Your answer should be the exact lines of the data below from the one containing "let out = run_squares(TaskLoop::serial(), Reduction::Sum, 4);" through the one containing "let arguments = [&a, &b];"; please include nothing else.

BEGIN RECORD EXTRACTS

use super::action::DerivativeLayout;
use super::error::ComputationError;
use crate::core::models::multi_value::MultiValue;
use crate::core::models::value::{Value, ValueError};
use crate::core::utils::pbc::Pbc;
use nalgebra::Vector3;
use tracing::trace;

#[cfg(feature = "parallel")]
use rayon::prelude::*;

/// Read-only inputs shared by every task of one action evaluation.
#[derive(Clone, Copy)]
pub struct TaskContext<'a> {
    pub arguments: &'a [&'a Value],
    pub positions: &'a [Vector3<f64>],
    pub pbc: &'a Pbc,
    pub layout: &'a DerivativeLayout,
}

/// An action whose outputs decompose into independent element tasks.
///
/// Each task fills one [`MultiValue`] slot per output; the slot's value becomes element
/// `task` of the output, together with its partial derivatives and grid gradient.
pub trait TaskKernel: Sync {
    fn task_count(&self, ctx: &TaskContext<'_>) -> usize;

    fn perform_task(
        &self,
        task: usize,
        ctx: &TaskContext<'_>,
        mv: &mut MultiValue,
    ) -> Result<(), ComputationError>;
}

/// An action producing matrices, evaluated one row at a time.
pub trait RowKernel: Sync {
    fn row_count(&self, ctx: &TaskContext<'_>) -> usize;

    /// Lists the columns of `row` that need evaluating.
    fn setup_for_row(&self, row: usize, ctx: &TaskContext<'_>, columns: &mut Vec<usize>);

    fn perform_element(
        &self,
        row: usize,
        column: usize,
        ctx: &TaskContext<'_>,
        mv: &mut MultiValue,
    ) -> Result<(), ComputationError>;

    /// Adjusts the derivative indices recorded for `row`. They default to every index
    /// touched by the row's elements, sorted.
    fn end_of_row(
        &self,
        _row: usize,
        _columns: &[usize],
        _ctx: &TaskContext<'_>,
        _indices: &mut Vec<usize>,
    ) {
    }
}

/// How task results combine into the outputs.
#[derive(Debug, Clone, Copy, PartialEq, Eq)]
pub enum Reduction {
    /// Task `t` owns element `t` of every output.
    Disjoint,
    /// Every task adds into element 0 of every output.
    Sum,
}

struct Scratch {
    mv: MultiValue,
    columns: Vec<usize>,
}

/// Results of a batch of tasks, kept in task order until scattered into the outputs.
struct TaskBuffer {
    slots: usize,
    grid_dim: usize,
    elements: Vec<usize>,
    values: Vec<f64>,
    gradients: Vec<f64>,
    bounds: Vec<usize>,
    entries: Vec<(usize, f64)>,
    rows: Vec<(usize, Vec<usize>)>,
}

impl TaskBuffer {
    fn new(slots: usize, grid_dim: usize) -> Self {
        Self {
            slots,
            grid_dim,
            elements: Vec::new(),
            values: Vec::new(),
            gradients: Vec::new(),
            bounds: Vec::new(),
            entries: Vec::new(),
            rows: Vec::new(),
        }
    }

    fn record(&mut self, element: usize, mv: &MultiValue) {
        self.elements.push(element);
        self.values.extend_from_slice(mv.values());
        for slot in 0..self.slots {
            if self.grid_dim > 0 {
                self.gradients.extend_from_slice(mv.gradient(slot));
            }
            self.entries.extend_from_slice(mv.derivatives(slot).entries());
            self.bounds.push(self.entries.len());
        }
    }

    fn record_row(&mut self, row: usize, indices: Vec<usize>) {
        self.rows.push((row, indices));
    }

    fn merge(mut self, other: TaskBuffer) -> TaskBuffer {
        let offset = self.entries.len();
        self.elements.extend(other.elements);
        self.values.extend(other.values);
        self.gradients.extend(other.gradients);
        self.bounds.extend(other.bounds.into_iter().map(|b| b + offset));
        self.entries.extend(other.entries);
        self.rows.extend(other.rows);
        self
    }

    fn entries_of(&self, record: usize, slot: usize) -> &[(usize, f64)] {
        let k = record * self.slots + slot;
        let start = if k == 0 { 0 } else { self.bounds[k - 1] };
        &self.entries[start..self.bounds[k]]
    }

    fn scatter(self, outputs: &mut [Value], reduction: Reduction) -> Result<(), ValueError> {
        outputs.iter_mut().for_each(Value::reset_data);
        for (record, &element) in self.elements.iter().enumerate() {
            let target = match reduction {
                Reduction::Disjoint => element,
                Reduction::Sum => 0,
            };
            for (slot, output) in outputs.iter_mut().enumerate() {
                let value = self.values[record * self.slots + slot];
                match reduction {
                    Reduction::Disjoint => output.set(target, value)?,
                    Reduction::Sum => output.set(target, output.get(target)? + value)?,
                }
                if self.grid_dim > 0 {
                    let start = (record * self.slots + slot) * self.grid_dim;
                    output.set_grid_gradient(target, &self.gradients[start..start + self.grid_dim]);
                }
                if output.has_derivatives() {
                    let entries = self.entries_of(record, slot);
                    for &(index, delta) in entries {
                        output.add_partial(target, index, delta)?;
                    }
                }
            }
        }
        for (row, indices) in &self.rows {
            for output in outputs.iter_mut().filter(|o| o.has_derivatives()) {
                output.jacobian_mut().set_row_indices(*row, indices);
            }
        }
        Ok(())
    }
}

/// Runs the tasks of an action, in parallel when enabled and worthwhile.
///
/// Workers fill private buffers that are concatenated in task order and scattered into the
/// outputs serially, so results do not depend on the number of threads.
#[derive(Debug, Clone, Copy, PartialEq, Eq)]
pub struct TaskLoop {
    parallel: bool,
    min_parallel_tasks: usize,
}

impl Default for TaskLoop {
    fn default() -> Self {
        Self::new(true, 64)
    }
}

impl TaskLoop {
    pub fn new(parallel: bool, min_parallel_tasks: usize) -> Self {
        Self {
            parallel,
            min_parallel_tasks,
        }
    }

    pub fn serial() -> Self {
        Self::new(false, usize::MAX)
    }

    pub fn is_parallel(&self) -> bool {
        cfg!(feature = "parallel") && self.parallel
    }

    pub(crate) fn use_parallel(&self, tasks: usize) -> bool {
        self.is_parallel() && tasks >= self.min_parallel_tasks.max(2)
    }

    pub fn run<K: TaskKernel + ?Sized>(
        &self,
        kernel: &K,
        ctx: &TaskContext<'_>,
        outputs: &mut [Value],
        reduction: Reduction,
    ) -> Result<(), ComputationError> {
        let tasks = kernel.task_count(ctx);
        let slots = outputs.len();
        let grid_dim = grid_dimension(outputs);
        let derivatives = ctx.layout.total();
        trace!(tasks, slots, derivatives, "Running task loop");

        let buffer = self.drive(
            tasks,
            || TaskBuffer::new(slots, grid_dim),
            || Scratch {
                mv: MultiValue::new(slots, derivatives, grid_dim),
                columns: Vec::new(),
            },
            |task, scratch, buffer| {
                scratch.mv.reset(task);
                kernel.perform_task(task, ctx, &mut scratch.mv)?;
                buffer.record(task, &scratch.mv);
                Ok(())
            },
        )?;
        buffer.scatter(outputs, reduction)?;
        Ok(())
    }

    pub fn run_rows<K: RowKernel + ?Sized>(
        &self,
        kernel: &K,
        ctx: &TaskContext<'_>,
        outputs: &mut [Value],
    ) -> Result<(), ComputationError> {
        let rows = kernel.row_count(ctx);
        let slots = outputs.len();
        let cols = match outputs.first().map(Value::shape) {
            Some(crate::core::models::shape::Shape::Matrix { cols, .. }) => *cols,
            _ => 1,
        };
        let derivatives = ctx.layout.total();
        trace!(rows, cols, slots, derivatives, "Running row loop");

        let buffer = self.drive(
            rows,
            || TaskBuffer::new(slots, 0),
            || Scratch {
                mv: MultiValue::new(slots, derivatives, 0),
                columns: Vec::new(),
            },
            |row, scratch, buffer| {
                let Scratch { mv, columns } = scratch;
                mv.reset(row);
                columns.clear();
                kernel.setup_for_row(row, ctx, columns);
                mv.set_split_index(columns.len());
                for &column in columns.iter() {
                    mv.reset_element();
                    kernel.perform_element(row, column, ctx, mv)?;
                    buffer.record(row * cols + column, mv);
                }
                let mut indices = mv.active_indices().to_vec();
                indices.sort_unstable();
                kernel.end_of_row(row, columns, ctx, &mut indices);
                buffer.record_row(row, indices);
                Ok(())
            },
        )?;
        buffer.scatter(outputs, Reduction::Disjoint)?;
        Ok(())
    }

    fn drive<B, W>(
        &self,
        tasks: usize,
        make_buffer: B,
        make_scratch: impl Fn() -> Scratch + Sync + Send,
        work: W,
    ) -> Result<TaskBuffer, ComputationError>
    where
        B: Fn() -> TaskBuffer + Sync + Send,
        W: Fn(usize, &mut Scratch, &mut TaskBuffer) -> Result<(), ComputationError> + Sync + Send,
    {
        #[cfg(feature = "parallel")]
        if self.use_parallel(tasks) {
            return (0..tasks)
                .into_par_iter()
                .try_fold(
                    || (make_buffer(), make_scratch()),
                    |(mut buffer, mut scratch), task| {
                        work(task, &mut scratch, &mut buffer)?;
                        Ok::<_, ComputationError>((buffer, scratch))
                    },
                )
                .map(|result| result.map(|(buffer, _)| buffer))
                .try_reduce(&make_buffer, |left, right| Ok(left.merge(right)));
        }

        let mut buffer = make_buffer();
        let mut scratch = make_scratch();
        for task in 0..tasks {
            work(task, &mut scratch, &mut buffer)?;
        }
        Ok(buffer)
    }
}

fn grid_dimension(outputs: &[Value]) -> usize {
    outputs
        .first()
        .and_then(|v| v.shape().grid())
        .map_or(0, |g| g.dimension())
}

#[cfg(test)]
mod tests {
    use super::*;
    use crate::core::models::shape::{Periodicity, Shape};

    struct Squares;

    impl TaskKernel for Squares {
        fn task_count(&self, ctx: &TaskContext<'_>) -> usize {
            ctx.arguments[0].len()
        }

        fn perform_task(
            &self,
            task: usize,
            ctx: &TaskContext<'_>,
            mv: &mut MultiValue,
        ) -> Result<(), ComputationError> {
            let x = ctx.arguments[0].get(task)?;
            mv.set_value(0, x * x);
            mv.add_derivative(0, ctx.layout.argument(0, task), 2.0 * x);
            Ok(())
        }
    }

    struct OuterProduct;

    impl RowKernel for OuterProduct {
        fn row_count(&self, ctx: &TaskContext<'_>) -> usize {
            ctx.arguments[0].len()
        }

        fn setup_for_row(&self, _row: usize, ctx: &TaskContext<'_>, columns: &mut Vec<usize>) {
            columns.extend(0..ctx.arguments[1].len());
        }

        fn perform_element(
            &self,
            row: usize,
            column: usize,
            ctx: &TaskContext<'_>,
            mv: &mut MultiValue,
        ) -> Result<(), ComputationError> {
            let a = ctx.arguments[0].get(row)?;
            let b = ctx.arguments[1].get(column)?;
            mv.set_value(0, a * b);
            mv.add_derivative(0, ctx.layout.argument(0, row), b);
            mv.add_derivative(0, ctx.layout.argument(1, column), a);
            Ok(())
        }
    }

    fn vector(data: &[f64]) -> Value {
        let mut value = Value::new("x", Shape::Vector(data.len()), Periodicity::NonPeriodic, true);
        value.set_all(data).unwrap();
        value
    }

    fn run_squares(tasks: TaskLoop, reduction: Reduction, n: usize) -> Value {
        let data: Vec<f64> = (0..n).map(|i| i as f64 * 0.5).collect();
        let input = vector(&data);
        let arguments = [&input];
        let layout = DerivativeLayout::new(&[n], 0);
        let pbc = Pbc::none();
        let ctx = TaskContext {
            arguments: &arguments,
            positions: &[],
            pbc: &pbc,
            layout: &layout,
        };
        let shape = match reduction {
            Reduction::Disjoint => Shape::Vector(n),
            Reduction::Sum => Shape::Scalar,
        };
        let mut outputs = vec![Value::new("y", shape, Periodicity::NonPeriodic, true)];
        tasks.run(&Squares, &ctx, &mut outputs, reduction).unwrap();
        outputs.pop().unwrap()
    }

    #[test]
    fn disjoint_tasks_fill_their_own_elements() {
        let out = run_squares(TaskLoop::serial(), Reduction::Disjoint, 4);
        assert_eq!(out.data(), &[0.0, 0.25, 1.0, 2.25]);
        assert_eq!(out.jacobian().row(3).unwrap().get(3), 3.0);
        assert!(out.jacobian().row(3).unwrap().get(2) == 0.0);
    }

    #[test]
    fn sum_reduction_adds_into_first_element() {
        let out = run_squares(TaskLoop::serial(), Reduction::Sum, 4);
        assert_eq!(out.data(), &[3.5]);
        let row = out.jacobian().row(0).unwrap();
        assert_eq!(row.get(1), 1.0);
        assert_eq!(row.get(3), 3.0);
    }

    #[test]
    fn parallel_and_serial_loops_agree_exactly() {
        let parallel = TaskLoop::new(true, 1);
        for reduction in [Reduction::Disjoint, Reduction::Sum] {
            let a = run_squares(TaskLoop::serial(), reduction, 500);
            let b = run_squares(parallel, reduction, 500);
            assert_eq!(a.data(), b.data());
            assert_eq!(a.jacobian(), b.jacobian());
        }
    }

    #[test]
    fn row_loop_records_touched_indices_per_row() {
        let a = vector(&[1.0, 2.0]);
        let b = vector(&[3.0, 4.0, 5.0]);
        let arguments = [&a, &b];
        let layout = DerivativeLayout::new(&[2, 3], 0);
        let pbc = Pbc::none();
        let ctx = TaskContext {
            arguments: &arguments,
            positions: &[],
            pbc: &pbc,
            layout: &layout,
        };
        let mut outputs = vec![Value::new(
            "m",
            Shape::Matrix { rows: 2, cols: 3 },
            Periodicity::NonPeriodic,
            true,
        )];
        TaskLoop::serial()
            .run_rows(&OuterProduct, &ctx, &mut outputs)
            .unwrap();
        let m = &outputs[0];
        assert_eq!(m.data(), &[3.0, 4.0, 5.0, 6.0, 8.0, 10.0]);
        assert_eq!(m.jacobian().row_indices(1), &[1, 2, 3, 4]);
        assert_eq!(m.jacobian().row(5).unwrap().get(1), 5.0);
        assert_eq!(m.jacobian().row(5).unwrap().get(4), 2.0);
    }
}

END RECORD EXTRACTS

● **TASK SOLUTION**
        let out = run_squares(TaskLoop::serial(), Reduction::Sum, 4);
        assert_eq!(out.data(), &[3.5]);
        let row = out.jacobian().row(0).unwrap();
        assert_eq!(row.get(1), 1.0);
        assert_eq!(row.get(3), 3.0);
    }

    #[test]
    fn parallel_and_serial_loops_agree_exactly() {
        let parallel = TaskLoop::new(true, 1);
        for reduction in [Reduction::Disjoint, Reduction::Sum] {
            let a = run_squares(TaskLoop::serial(), reduction, 500);
            let b = run_squares(parallel, reduction, 500);
            assert_eq!(a.data(), b.data());
            assert_eq!(a.jacobian(), b.jacobian());
        }
    }

    #[test]
    fn row_loop_records_touched_indices_per_row() {
        let a = vector(&[1.0, 2.0]);
        let b = vector(&[3.0, 4.0, 5.0]);
        let arguments = [&a, &b];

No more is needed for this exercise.